[WORK TO BE COMPLETED]
Every entry in this listing should be written out exactly.

* * * * *

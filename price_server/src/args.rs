//! Command-line arguments for the request server.
//!
//! Every flag can also come from the environment, which keeps the API token out
//! of the process list.
use clap::Parser;
use price_common::net::{DEFAULT_IO_TIMEOUT_SECS, timeout_from_secs};
use price_server::ServerConfig;

/// Parsed command-line arguments.
#[derive(Debug, Parser)]
#[command(version, about = "Client-facing price request server", long_about = None)]
pub struct Args {
    /// Address to listen on for clients.
    #[clap(long, env = "PRICE_SERVER_BIND", default_value = "0.0.0.0:7070")]
    pub bind: String,

    /// Address of the persistence tier.
    #[clap(long, env = "PRICE_STORE_ADDR", default_value = "127.0.0.1:7071")]
    pub store_addr: String,

    /// Quote API prefix; the ticker is appended to it.
    #[clap(long, env = "PRICE_API_BASE_URL", default_value = "https://brapi.dev/api/quote/")]
    pub api_base_url: String,

    /// Quote API token.
    #[clap(long, env = "PRICE_API_TOKEN", default_value = "", hide_env_values = true)]
    pub api_token: String,

    /// Timeout in seconds for persistence tier and quote API calls (0 disables).
    #[clap(long, env = "PRICE_IO_TIMEOUT_SECS", default_value_t = DEFAULT_IO_TIMEOUT_SECS)]
    pub io_timeout_secs: u64,

    /// Close client connections idle for this many seconds (0 keeps them open).
    #[clap(long, env = "PRICE_IDLE_TIMEOUT_SECS", default_value_t = 0)]
    pub idle_timeout_secs: u64,

    /// Ask the persistence tier for a stored price before calling the quote API.
    #[clap(long, env = "PRICE_CONSULT_STORE")]
    pub consult_store: bool,
}

impl Args {
    /// Convert parsed arguments into the library configuration.
    pub fn into_config(self) -> ServerConfig {
        ServerConfig {
            bind: self.bind,
            store_addr: self.store_addr,
            api_base_url: self.api_base_url,
            api_token: self.api_token,
            io_timeout: timeout_from_secs(self.io_timeout_secs),
            idle_timeout: timeout_from_secs(self.idle_timeout_secs),
            consult_store: self.consult_store,
        }
    }
}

* * * * *

[TASK RESULT]
filename price_server/src/args.rs
//! Command-line arguments for the request server.
//!
//! Every flag can also come from the environment, which keeps the API token out
//! of the process list.
use clap::Parser;
use price_common::net::{DEFAULT_IO_TIMEOUT_SECS, timeout_from_secs};
use price_server::ServerConfig;

/// Parsed command-line arguments.
#[derive(Debug, Parser)]
#[command(version, about = "Client-facing price request server", long_about = None)]
pub struct Args {
    /// Address to listen on for clients.
    #[clap(long, env = "PRICE_SERVER_BIND", default_value = "0.0.0.0:7070")]
    pub bind: String,

    /// Address of the persistence tier.
    #[clap(long, env = "PRICE_STORE_ADDR", default_value = "127.0.0.1:7071")]
    pub store_addr: String,

    /// Quote API prefix; the ticker is appended to it.
    #[clap(long, env = "PRICE_API_BASE_URL", default_value = "https://brapi.dev/api/quote/")]
    pub api_base_url: String,

    /// Quote API token.
    #[clap(long, env = "PRICE_API_TOKEN", default_value = "", hide_env_values = true)]
    pub api_token: String,

    /// Timeout in seconds for persistence tier and quote API calls (0 disables).
    #[clap(long, env = "PRICE_IO_TIMEOUT_SECS", default_value_t = DEFAULT_IO_TIMEOUT_SECS)]
    pub io_timeout_secs: u64,

    /// Close client connections idle for this many seconds (0 keeps them open).
    #[clap(long, env = "PRICE_IDLE_TIMEOUT_SECS", default_value_t = 0)]
    pub idle_timeout_secs: u64,

    /// Ask the persistence tier for a stored price before calling the quote API.
    #[clap(long, env = "PRICE_CONSULT_STORE")]
    pub consult_store: bool,
}

impl Args {
    /// Convert parsed arguments into the library configuration.
    pub fn into_config(self) -> ServerConfig {
        ServerConfig {
            bind: self.bind,
            store_addr: self.store_addr,
            api_base_url: self.api_base_url,
            api_token: self.api_token,
            io_timeout: timeout_from_secs(self.io_timeout_secs),
            idle_timeout: timeout_from_secs(self.idle_timeout_secs),
            consult_store: self.consult_store,
        }
    }
}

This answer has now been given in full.